Children's Literature - Bruce Adelson
Eddie Ball loves basketball. He hungers to enter a contest sponsored by his mother's employer(sink a free throw and win a million dollars. Eddie's dreams are dashed when he discovers that the contest is closed to employees and their families. However, he receives a bittersweet opportunity when his mother is laid off. Eddie is then picked for the contest after his poem, written by his friend Annie, is selected as the winning entry. Eddie's relationship with Annie, an African-American girl who lives in the same trailer park with her father as the Balls do, is one of the more interesting aspects of this book.

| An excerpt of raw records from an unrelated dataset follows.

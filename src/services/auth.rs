//! Admin credentials and login rules.
//!
//! The credential file maps admin names to plaintext passwords and is read
//! once at startup. Regular users need no password: any non-empty name other
//! than `admin` is accepted. Names end up inside file names, so path
//! separators and control characters are refused.

use std::collections::HashMap;
use std::io;
use std::path::Path;

use serde::Deserialize;
use tracing::warn;

pub const DEFAULT_USERS_FILE: &str = "users.json";

/// Name regular users may never log in as.
pub const RESERVED_ADMIN_NAME: &str = "admin";

#[derive(Debug, thiserror::Error)]
pub enum AuthError {
    #[error("invalid admin credentials")]
    InvalidCredentials,
    #[error("invalid username: {0:?}")]
    InvalidUsername(String),
    #[error("login required")]
    NotLoggedIn,
    #[error("you are not authorized to view this page")]
    Unauthorized,
    #[error("failed to read credentials file {path}: {reason}")]
    CredentialsFile { path: String, reason: String },
}

impl crate::error::ErrorCode for AuthError {
    fn error_code(&self) -> &'static str {
        match self {
            Self::InvalidCredentials => "E_INVALID_CREDENTIALS",
            Self::InvalidUsername(_) => "E_INVALID_USERNAME",
            Self::NotLoggedIn => "E_NOT_LOGGED_IN",
            Self::Unauthorized => "E_UNAUTHORIZED",
            Self::CredentialsFile { .. } => "E_CREDENTIALS_FILE",
        }
    }
}

#[derive(Debug, Deserialize)]
struct CredentialEntry {
    password: String,
}

/// Parsed admin credentials: admin name -> password.
#[derive(Debug, Clone, Default)]
pub struct Credentials {
    admins: HashMap<String, String>,
}

impl Credentials {
    /// Parse `{"<name>": {"password": "<password>"}, ...}`.
    pub fn from_json(raw: &str) -> Result<Self, serde_json::Error> {
        let entries: HashMap<String, CredentialEntry> = serde_json::from_str(raw)?;
        let admins = entries
            .into_iter()
            .map(|(name, entry)| (name, entry.password))
            .collect();
        Ok(Self { admins })
    }

    /// Load the credential file. A missing file means no admin can log in.
    pub fn load(path: &Path) -> Result<Self, AuthError> {
        let raw = match std::fs::read_to_string(path) {
            Ok(raw) => raw,
            Err(e) if e.kind() == io::ErrorKind::NotFound => {
                warn!(path = %path.display(), "credentials file not found; admin login disabled");
                return Ok(Self::default());
            }
            Err(e) => {
                return Err(AuthError::CredentialsFile { path: path.display().to_string(), reason: e.to_string() });
            }
        };
        Self::from_json(&raw)
            .map_err(|e| AuthError::CredentialsFile { path: path.display().to_string(), reason: e.to_string() })
    }

    #[must_use]
    pub fn len(&self) -> usize {
        self.admins.len()
    }

    #[must_use]
    pub fn is_empty(&self) -> bool {
        self.admins.is_empty()
    }

    #[must_use]
    pub fn verify(&self, username: &str, password: &str) -> bool {
        self.admins.get(username).is_some_and(|expected| expected == password)
    }
}

/// Who a successful login belongs to.
#[derive(Debug, Clone, PartialEq, Eq)]
pub struct Identity {
    pub username: String,
    pub is_admin: bool,
}

/// Check a username for use in session file names.
pub fn validate_username(username: &str) -> Result<&str, AuthError> {
    let name = username.trim();
    let unsafe_char = |c: char| c == '/' || c == '\\' || c.is_control();
    if name.is_empty() || name == "." || name == ".." || name.chars().any(unsafe_char) {
        return Err(AuthError::InvalidUsername(username.to_owned()));
    }
    Ok(name)
}

/// Apply the login rules. Inputs are trimmed before comparison.
///
/// - admin: name and password must match the credential file
/// - regular: any valid name except `admin` (case-insensitive)
pub fn authenticate(
    credentials: &Credentials,
    username: &str,
    password: Option<&str>,
    as_admin: bool,
) -> Result<Identity, AuthError> {
    if as_admin {
        let name = username.trim();
        let password = password.map(str::trim).unwrap_or_default();
        if !credentials.verify(name, password) {
            return Err(AuthError::InvalidCredentials);
        }
        let name = validate_username(name)?;
        return Ok(Identity { username: name.to_owned(), is_admin: true });
    }

    let name = validate_username(username)?;
    if name.eq_ignore_ascii_case(RESERVED_ADMIN_NAME) {
        return Err(AuthError::InvalidUsername(username.to_owned()));
    }
    Ok(Identity { username: name.to_owned(), is_admin: false })
}

#[cfg(test)]
#[path = "auth_test.rs"]
mod tests;
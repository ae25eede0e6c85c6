//! Synthetic assistant replies.
//!
//! The responder never computes anything: it echoes the prompt back inside a
//! fixed sentence, one character at a time, pausing between characters so
//! the UI can animate typing. `ResponseSource` is the seam a real generator
//! would plug into.

use std::time::Duration;

use futures::stream::{self, BoxStream, StreamExt};

pub const DEFAULT_STREAM_DELAY_MS: u64 = 20;

/// Producer of an assistant reply as a stream of characters.
pub trait ResponseSource: Send + Sync {
    fn stream(&self, prompt: &str) -> BoxStream<'static, char>;
}

/// Full reply text for `prompt`.
#[must_use]
pub fn echo_reply(prompt: &str) -> String {
    format!("You said, \"{prompt}\" ...interesting.")
}

/// Echoes the prompt with a fixed delay after each character.
#[derive(Debug, Clone, Copy)]
pub struct EchoResponder {
    delay: Duration,
}

impl EchoResponder {
    #[must_use]
    pub fn new(delay: Duration) -> Self {
        Self { delay }
    }

    /// Responder with no inter-character delay.
    #[must_use]
    pub fn instant() -> Self {
        Self::new(Duration::ZERO)
    }

    #[must_use]
    pub fn delay(&self) -> Duration {
        self.delay
    }
}

impl Default for EchoResponder {
    fn default() -> Self {
        Self::new(Duration::from_millis(DEFAULT_STREAM_DELAY_MS))
    }
}

impl ResponseSource for EchoResponder {
    fn stream(&self, prompt: &str) -> BoxStream<'static, char> {
        let delay = self.delay;
        let chars: Vec<char> = echo_reply(prompt).chars().collect();
        stream::iter(chars)
            .then(move |c| async move {
                if !delay.is_zero() {
                    tokio::time::sleep(delay).await;
                }
                c
            })
            .boxed()
    }
}

/// Drain a reply stream into a single string.
pub async fn collect_response(stream: BoxStream<'_, char>) -> String {
    stream.collect::<String>().await
}

#[cfg(test)]
#[path = "echo_test.rs"]
mod tests;
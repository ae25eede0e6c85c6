//! Domain services used by the HTTP routes.
//!
//! ARCHITECTURE
//! ============
//! Service modules own the chat-log persistence and aggregation logic so
//! route handlers can stay focused on request parsing and auth plumbing.
//! Services are stateless between calls: every operation takes the store
//! and the session it works on, and returns the updated session.

pub mod auth;
pub mod chat;
pub mod echo;
pub mod feedback;
pub mod preview;
pub mod session;
pub mod store;
pub mod usage;
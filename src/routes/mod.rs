//! Router assembly.
//!
//! SYSTEM CONTEXT
//! ==============
//! This module binds the JSON API used by the chat UI and the admin
//! dashboard. The UI itself is an opaque static bundle; when `STATIC_DIR`
//! is set it is served as the fallback at `/`.

pub mod admin;
pub mod auth;
pub mod chat;

use std::path::PathBuf;

use axum::Router;
use axum::http::StatusCode;
use axum::routing::{get, post, put};
use tower_http::cors::{Any, CorsLayer};
use tower_http::services::ServeDir;
use tower_http::trace::TraceLayer;

use crate::state::AppState;

/// API routes shared by the chat view and the admin dashboard.
fn api_routes(state: AppState) -> Router {
    let cors = CorsLayer::new()
        .allow_origin(Any)
        .allow_methods(Any)
        .allow_headers(Any);

    Router::new()
        .route("/api/auth/login", post(auth::login))
        .route("/api/auth/logout", post(auth::logout))
        .route("/api/auth/me", get(auth::me))
        .route("/api/sessions", get(chat::list_sessions).post(chat::create_session))
        .route("/api/sessions/{id}", get(chat::get_session))
        .route("/api/sessions/{id}/messages", post(chat::send_message))
        .route("/api/sessions/{id}/stream", post(chat::stream_message))
        .route("/api/sessions/{id}/messages/{index}/feedback", put(chat::set_feedback))
        .route("/api/admin/sessions", get(admin::list_sessions))
        .route("/api/admin/feedback", get(admin::feedback_summary))
        .route("/api/admin/feedback/{session_id}", get(admin::session_feedback))
        .route("/api/admin/usage", get(admin::usage))
        .route("/healthz", get(healthz))
        .layer(cors)
        .layer(TraceLayer::new_for_http())
        .with_state(state)
}

/// Full application: API routes plus the optional static UI bundle.
pub fn app(state: AppState, static_dir: Option<PathBuf>) -> Router {
    let router = api_routes(state);
    match static_dir {
        Some(dir) => router.fallback_service(ServeDir::new(dir).append_index_html_on_directories(true)),
        None => router,
    }
}

async fn healthz() -> StatusCode {
    StatusCode::OK
}

#[cfg(test)]
#[path = "mod_test.rs"]
mod tests;
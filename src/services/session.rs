//! Login sessions: opaque cookie tokens mapped to logged-in users.
//!
//! ARCHITECTURE
//! ============
//! Logins live in memory only; restarting the process logs everyone out.
//! Each login remembers which chat session the user currently has open.
//! That id is the only per-user state the server keeps between requests;
//! the chat sessions themselves always come from disk.

use std::collections::HashMap;
use std::fmt::Write;
use std::sync::Arc;

use rand::Rng;
use serde::Serialize;
use tokio::sync::RwLock;

pub(crate) fn bytes_to_hex(bytes: &[u8]) -> String {
    let mut s = String::with_capacity(bytes.len() * 2);
    for b in bytes {
        let _ = write!(s, "{b:02x}");
    }
    s
}

/// Generate a cryptographically random 32-byte hex token.
#[must_use]
pub fn generate_token() -> String {
    let bytes: [u8; 32] = rand::rng().random();
    bytes_to_hex(&bytes)
}

/// User attached to a login token.
#[derive(Debug, Clone, PartialEq, Eq, Serialize)]
pub struct LoginUser {
    pub username: String,
    pub is_admin: bool,
    /// Chat session the user is looking at. May not exist on disk yet.
    pub current_session: String,
}

/// Token -> login map shared by all handlers.
#[derive(Clone, Default)]
pub struct LoginRegistry {
    inner: Arc<RwLock<HashMap<String, LoginUser>>>,
}

impl LoginRegistry {
    #[must_use]
    pub fn new() -> Self {
        Self::default()
    }

    /// Register a login and return its token.
    pub async fn create(&self, user: LoginUser) -> String {
        let token = generate_token();
        self.inner.write().await.insert(token.clone(), user);
        token
    }

    pub async fn get(&self, token: &str) -> Option<LoginUser> {
        self.inner.read().await.get(token).cloned()
    }

    /// Point the login at another chat session. Returns `false` for unknown tokens.
    pub async fn set_current(&self, token: &str, session_id: &str) -> bool {
        let mut logins = self.inner.write().await;
        let Some(user) = logins.get_mut(token) else {
            return false;
        };
        session_id.clone_into(&mut user.current_session);
        true
    }

    /// Drop a login. Returns `true` if the token was known.
    pub async fn remove(&self, token: &str) -> bool {
        self.inner.write().await.remove(token).is_some()
    }

    /// Number of active logins.
    pub async fn active_count(&self) -> usize {
        self.inner.read().await.len()
    }
}

#[cfg(test)]
#[path = "session_test.rs"]
mod tests;
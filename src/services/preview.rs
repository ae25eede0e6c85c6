//! Preview index: lightweight session summaries for sidebars and pickers.
//!
//! DESIGN
//! ======
//! There is no persistent index. Every listing re-scans the log directory
//! and derives previews on the fly, which is fine for a single small team.
//! Output follows directory enumeration order; callers that need a stable
//! order must sort.
//!
//! Recency buckets compare local calendar dates, not elapsed hours: a
//! session saved at 23:59 seven days ago is still "recent" and one saved
//! at 00:01 today is "today".

use chrono::{Days, NaiveDate, NaiveDateTime};
use serde::Serialize;

use crate::services::chat::ChatSession;
use crate::services::store::{SessionStore, StoreError, StoredRecord};

/// Preview text for sessions without any user message.
pub const NO_MESSAGE: &str = "No message";

/// How many calendar days before today count as "recent".
pub const RECENT_WINDOW_DAYS: u64 = 7;

#[derive(Debug, Clone, PartialEq, Eq, Serialize)]
pub struct SessionPreview {
    pub username: String,
    pub session_id: String,
    /// First user message, or [`NO_MESSAGE`].
    pub preview: String,
    pub full_data: ChatSession,
    pub filename: String,
}

impl SessionPreview {
    /// Build a preview from a stored record. Sessions with an empty history
    /// have nothing to show and yield `None`.
    #[must_use]
    pub fn from_record(record: StoredRecord) -> Option<Self> {
        if record.session.chat_history.is_empty() {
            return None;
        }
        Some(Self {
            username: record.session.username.clone(),
            session_id: record.session.session_id.clone(),
            preview: preview_text(&record.session).to_owned(),
            full_data: record.session,
            filename: record.filename,
        })
    }
}

/// First user message of the session, or [`NO_MESSAGE`].
#[must_use]
pub fn preview_text(session: &ChatSession) -> &str {
    session.first_user_message().unwrap_or(NO_MESSAGE)
}

/// Previews for every non-empty session in the store.
pub fn list_all(store: &SessionStore) -> Result<Vec<SessionPreview>, StoreError> {
    Ok(store
        .scan()?
        .into_iter()
        .filter_map(SessionPreview::from_record)
        .collect())
}

/// Previews owned by `username` (exact, case-sensitive match).
pub fn list_for_user(store: &SessionStore, username: &str) -> Result<Vec<SessionPreview>, StoreError> {
    let mut previews = list_all(store)?;
    previews.retain(|p| p.username == username);
    Ok(previews)
}

// =============================================================================
// RECENCY BUCKETS
// =============================================================================

#[derive(Debug, Clone, Default, PartialEq, Eq, Serialize)]
pub struct RecencyBuckets {
    /// Saved on the same local calendar date as `now`.
    pub today: Vec<SessionPreview>,
    /// Saved 1 to 7 calendar days before `now`.
    pub recent: Vec<SessionPreview>,
}

/// Split previews into `today` and `recent`. Anything older, newer than
/// `now`, or without a timestamp is dropped.
#[must_use]
pub fn bucket_by_recency(previews: Vec<SessionPreview>, now: NaiveDateTime) -> RecencyBuckets {
    let today = now.date();
    let oldest = today
        .checked_sub_days(Days::new(RECENT_WINDOW_DAYS))
        .unwrap_or(NaiveDate::MIN);

    let mut buckets = RecencyBuckets::default();
    for preview in previews {
        let Some(saved) = preview.full_data.timestamp else {
            continue;
        };
        let date = saved.date();
        if date == today {
            buckets.today.push(preview);
        } else if date >= oldest && date < today {
            buckets.recent.push(preview);
        }
    }
    buckets
}

#[cfg(test)]
#[path = "preview_test.rs"]
mod tests;
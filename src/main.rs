mod config;
mod error;
mod routes;
mod services;
mod state;

use std::sync::Arc;
use std::time::Duration;

use services::auth::Credentials;
use services::echo::EchoResponder;
use services::store::SessionStore;

#[tokio::main]
async fn main() {
    tracing_subscriber::fmt::init();

    let config = config::AppConfig::from_env();

    let store = SessionStore::new(&config.log_dir);
    store.ensure_dir().expect("chat log directory must be writable");

    let credentials = Credentials::load(&config.users_file).expect("credentials file must be valid JSON");
    if credentials.is_empty() {
        tracing::warn!(users_file = %config.users_file.display(), "no admin accounts configured");
    } else {
        tracing::info!(admins = credentials.len(), users_file = %config.users_file.display(), "credentials loaded");
    }

    let responder = match config.stream_delay_ms {
        0 => EchoResponder::instant(),
        ms => EchoResponder::new(Duration::from_millis(ms)),
    };
    tracing::info!(delay = ?responder.delay(), "echo responder ready");
    let responder = Arc::new(responder);
    let log_dir = store.dir().to_path_buf();
    let state = state::AppState::new(store, credentials, responder);

    let app = routes::app(state, config.static_dir.clone());
    let listener = tokio::net::TcpListener::bind(format!("0.0.0.0:{}", config.port))
        .await
        .expect("failed to bind");

    tracing::info!(port = config.port, log_dir = %log_dir.display(), "scm-chat listening");
    axum::serve(listener, app).await.expect("server failed");
}
//! Usage statistics for the admin dashboard.
//!
//! Every readable record counts as a session, including ones with an empty
//! history. Daily counts cover the last seven local calendar dates ending
//! today, oldest first; records without a timestamp only count toward the
//! totals.

use std::collections::{BTreeSet, HashMap};

use chrono::{Days, NaiveDate};
use serde::Serialize;

use crate::services::chat::ChatSession;
use crate::services::store::{SessionStore, StoreError};

pub const DASHBOARD_DAYS: u64 = 7;
pub const TOP_USERS_LIMIT: usize = 10;

#[derive(Debug, Clone, PartialEq, Eq, Serialize)]
pub struct DailyCount {
    pub date: NaiveDate,
    pub sessions: usize,
}

#[derive(Debug, Clone, PartialEq, Eq, Serialize)]
pub struct UserCount {
    pub username: String,
    pub sessions: usize,
}

#[derive(Debug, Clone, PartialEq, Eq, Serialize)]
pub struct UsageStats {
    pub total_users: usize,
    pub total_sessions: usize,
    pub daily: Vec<DailyCount>,
    pub top_users: Vec<UserCount>,
}

/// Scan the store and compute dashboard statistics relative to `today`.
pub fn usage_stats(store: &SessionStore, today: NaiveDate) -> Result<UsageStats, StoreError> {
    let records = store.scan()?;
    Ok(compute(records.iter().map(|r| &r.session), today))
}

pub(crate) fn compute<'a>(sessions: impl IntoIterator<Item = &'a ChatSession>, today: NaiveDate) -> UsageStats {
    let mut users = BTreeSet::new();
    let mut per_user: HashMap<&str, usize> = HashMap::new();
    let mut per_day: HashMap<NaiveDate, usize> = HashMap::new();
    let mut total_sessions = 0;

    for session in sessions {
        total_sessions += 1;
        users.insert(session.username.as_str());
        *per_user.entry(session.username.as_str()).or_default() += 1;
        if let Some(ts) = session.timestamp {
            *per_day.entry(ts.date()).or_default() += 1;
        }
    }

    let daily = (0..DASHBOARD_DAYS)
        .rev()
        .filter_map(|back| today.checked_sub_days(Days::new(back)))
        .map(|date| DailyCount { date, sessions: per_day.get(&date).copied().unwrap_or(0) })
        .collect();

    let mut top_users: Vec<UserCount> = per_user
        .into_iter()
        .map(|(username, sessions)| UserCount { username: username.to_owned(), sessions })
        .collect();
    top_users.sort_by(|a, b| b.sessions.cmp(&a.sessions).then_with(|| a.username.cmp(&b.username)));
    top_users.truncate(TOP_USERS_LIMIT);

    UsageStats { total_users: users.len(), total_sessions, daily, top_users }
}

#[cfg(test)]
#[path = "usage_test.rs"]
mod tests;
//! Shared application state.
//!
//! DESIGN
//! ======
//! `AppState` is injected into Axum handlers via the `State` extractor.
//! It holds the flat-file session store, the admin credentials loaded at
//! startup, the in-memory login registry, and the reply generator. There is
//! no cache of chat records: the store re-reads the directory on every
//! listing.

use std::sync::Arc;

use crate::services::auth::Credentials;
use crate::services::echo::ResponseSource;
use crate::services::session::LoginRegistry;
use crate::services::store::SessionStore;

/// Shared application state, injected into Axum handlers via State extractor.
/// Clone is required by Axum; all inner fields are cheap to clone.
#[derive(Clone)]
pub struct AppState {
    pub store: SessionStore,
    pub credentials: Arc<Credentials>,
    pub logins: LoginRegistry,
    /// Synthetic reply generator used for every chat turn.
    pub responder: Arc<dyn ResponseSource>,
}

impl AppState {
    #[must_use]
    pub fn new(store: SessionStore, credentials: Credentials, responder: Arc<dyn ResponseSource>) -> Self {
        Self { store, credentials: Arc::new(credentials), logins: LoginRegistry::new(), responder }
    }
}

// =============================================================================
// TEST HELPERS
// =============================================================================

#[cfg(test)]
#[path = "state_helpers_test.rs"]
pub mod test_helpers;

#[cfg(test)]
#[path = "state_test.rs"]
mod tests;
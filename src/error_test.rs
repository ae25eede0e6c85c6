use super::*;

#[derive(Debug, thiserror::Error)]
#[error("widget {0} is missing")]
struct MissingWidget(u32);

impl ErrorCode for MissingWidget {
    fn error_code(&self) -> &'static str {
        "E_WIDGET_MISSING"
    }
}

#[test]
fn api_error_copies_code_and_message() {
    let err = ApiError::new(StatusCode::NOT_FOUND, &MissingWidget(7));
    assert_eq!(err.status, StatusCode::NOT_FOUND);
    assert_eq!(err.code, "E_WIDGET_MISSING");
    assert_eq!(err.message, "widget 7 is missing");
}

#[tokio::test]
async fn api_error_renders_json_body() {
    let response = ApiError::new(StatusCode::CONFLICT, &MissingWidget(1)).into_response();
    assert_eq!(response.status(), StatusCode::CONFLICT);

    let bytes = axum::body::to_bytes(response.into_body(), usize::MAX)
        .await
        .unwrap();
    let body: serde_json::Value = serde_json::from_slice(&bytes).unwrap();
    assert_eq!(body["code"], "E_WIDGET_MISSING");
    assert_eq!(body["message"], "widget 1 is missing");
}
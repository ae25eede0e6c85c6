//! Process configuration parsed from environment variables.

use std::path::PathBuf;

use crate::services::auth::DEFAULT_USERS_FILE;
use crate::services::echo::DEFAULT_STREAM_DELAY_MS;
use crate::services::store::DEFAULT_LOG_DIR;

pub const DEFAULT_PORT: u16 = 3000;

#[derive(Debug, Clone, PartialEq, Eq)]
pub struct AppConfig {
    pub port: u16,
    /// Directory holding one `chat_*.json` file per session.
    pub log_dir: PathBuf,
    /// Static admin credential file, read once at startup.
    pub users_file: PathBuf,
    /// Pause between characters of the synthetic reply stream.
    pub stream_delay_ms: u64,
    /// Optional directory of static UI assets served at `/`.
    pub static_dir: Option<PathBuf>,
}

impl AppConfig {
    /// Build config from environment variables.
    ///
    /// - `PORT`: default 3000
    /// - `CHAT_LOG_DIR`: default `chat_logs` (relative to the working directory)
    /// - `USERS_FILE`: default `users.json`
    /// - `STREAM_DELAY_MS`: default 20
    /// - `STATIC_DIR`: unset disables static file serving
    #[must_use]
    pub fn from_env() -> Self {
        Self {
            port: env_parse("PORT", DEFAULT_PORT),
            log_dir: env_path("CHAT_LOG_DIR").unwrap_or_else(|| PathBuf::from(DEFAULT_LOG_DIR)),
            users_file: env_path("USERS_FILE").unwrap_or_else(|| PathBuf::from(DEFAULT_USERS_FILE)),
            stream_delay_ms: env_parse("STREAM_DELAY_MS", DEFAULT_STREAM_DELAY_MS),
            static_dir: env_path("STATIC_DIR"),
        }
    }
}

pub(crate) fn env_parse<T>(key: &str, default: T) -> T
where
    T: std::str::FromStr + Copy,
{
    std::env::var(key)
        .ok()
        .and_then(|v| v.trim().parse::<T>().ok())
        .unwrap_or(default)
}

pub(crate) fn env_bool(key: &str) -> Option<bool> {
    std::env::var(key)
        .ok()
        .and_then(|raw| match raw.trim().to_ascii_lowercase().as_str() {
            "1" | "true" | "yes" | "on" => Some(true),
            "0" | "false" | "no" | "off" => Some(false),
            _ => None,
        })
}

fn env_path(key: &str) -> Option<PathBuf> {
    std::env::var(key)
        .ok()
        .map(|raw| raw.trim().to_owned())
        .filter(|raw| !raw.is_empty())
        .map(PathBuf::from)
}

#[cfg(test)]
#[path = "config_test.rs"]
mod tests;
//! Feedback aggregation across all stored sessions.
//!
//! DESIGN
//! ======
//! `summarize` walks every record once and produces a global tally plus a
//! per-session breakdown keyed by `session_id`. Only assistant messages
//! count: feedback `1` is positive, `0` is negative, anything else is
//! ignored.
//!
//! EDGE CASES
//! ==========
//! Two files can carry the same `session_id` (e.g. hand-edited or copied
//! records). The first record scanned keeps the key; later ones are left
//! out of both tallies and reported in `collisions`, so nothing is
//! overwritten silently and `overall` always equals the per-session sum.

use std::collections::BTreeMap;
use std::ops::AddAssign;

use chrono::NaiveDateTime;
use serde::Serialize;
use tracing::warn;

use crate::services::chat::{ChatSession, Feedback, Role};
use crate::services::preview::preview_text;
use crate::services::store::{SessionStore, StoreError, StoredRecord};

#[derive(Debug, Clone, Copy, Default, PartialEq, Eq, Serialize)]
pub struct FeedbackCounts {
    pub positive: u64,
    pub negative: u64,
}

impl AddAssign for FeedbackCounts {
    fn add_assign(&mut self, rhs: Self) {
        self.positive += rhs.positive;
        self.negative += rhs.negative;
    }
}

/// Per-session breakdown with enough data for drill-down display.
#[derive(Debug, Clone, PartialEq, Eq, Serialize)]
pub struct SessionFeedback {
    pub username: String,
    pub timestamp: Option<NaiveDateTime>,
    pub positive: u64,
    pub negative: u64,
    pub preview: String,
    pub full_data: ChatSession,
    pub filename: String,
}

impl SessionFeedback {
    fn new(record: StoredRecord, counts: FeedbackCounts) -> Self {
        Self {
            username: record.session.username.clone(),
            timestamp: record.session.timestamp,
            positive: counts.positive,
            negative: counts.negative,
            preview: preview_text(&record.session).to_owned(),
            full_data: record.session,
            filename: record.filename,
        }
    }
}

#[derive(Debug, Clone, Default, PartialEq, Eq, Serialize)]
pub struct FeedbackSummary {
    pub overall: FeedbackCounts,
    pub per_session: BTreeMap<String, SessionFeedback>,
    /// Files skipped because their `session_id` was already taken.
    pub collisions: Vec<String>,
}

/// Count positive and negative feedback on the session's assistant messages.
#[must_use]
pub fn count(session: &ChatSession) -> FeedbackCounts {
    let mut counts = FeedbackCounts::default();
    for message in session.chat_history.iter().filter(|m| m.role == Role::Assistant) {
        match message.feedback {
            Some(Feedback::Positive) => counts.positive += 1,
            Some(Feedback::Negative) => counts.negative += 1,
            None => {}
        }
    }
    counts
}

/// Global and per-session feedback tallies over every readable record.
pub fn summarize(store: &SessionStore) -> Result<FeedbackSummary, StoreError> {
    Ok(summarize_records(store.scan()?))
}

pub(crate) fn summarize_records(records: Vec<StoredRecord>) -> FeedbackSummary {
    let mut summary = FeedbackSummary::default();
    for record in records {
        if let Some(existing) = summary.per_session.get(&record.session.session_id) {
            warn!(
                session_id = %record.session.session_id,
                kept = %existing.filename,
                skipped = %record.filename,
                "duplicate session id; excluding later record from feedback summary"
            );
            summary.collisions.push(record.filename);
            continue;
        }

        let counts = count(&record.session);
        summary.overall += counts;
        summary
            .per_session
            .insert(record.session.session_id.clone(), SessionFeedback::new(record, counts));
    }
    summary
}

/// Breakdown for a single session, looked up by identifier.
pub fn session_feedback(store: &SessionStore, session_id: &str) -> Result<SessionFeedback, StoreError> {
    summarize(store)?
        .per_session
        .remove(session_id)
        .ok_or_else(|| StoreError::NotFound(session_id.to_owned()))
}

#[cfg(test)]
#[path = "feedback_test.rs"]
mod tests;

Annie and her father, a former college basketball player, help Eddie train for the big day. Eddie's interactions with Annie also bring their single parents together in perhaps a rather fanciful relationship. The book bogs down in the middle as Eddie seems to spend an inordinate amount of time practicing. The event itself is somewhat unrealistic since Eddie's million dollar shot comes from the free throw line, a relatively easy shot to make. This book is a good read even if some aspects are overly wistful. Undoubtedly, basketball playing children will be able to relate to Eddie's situation.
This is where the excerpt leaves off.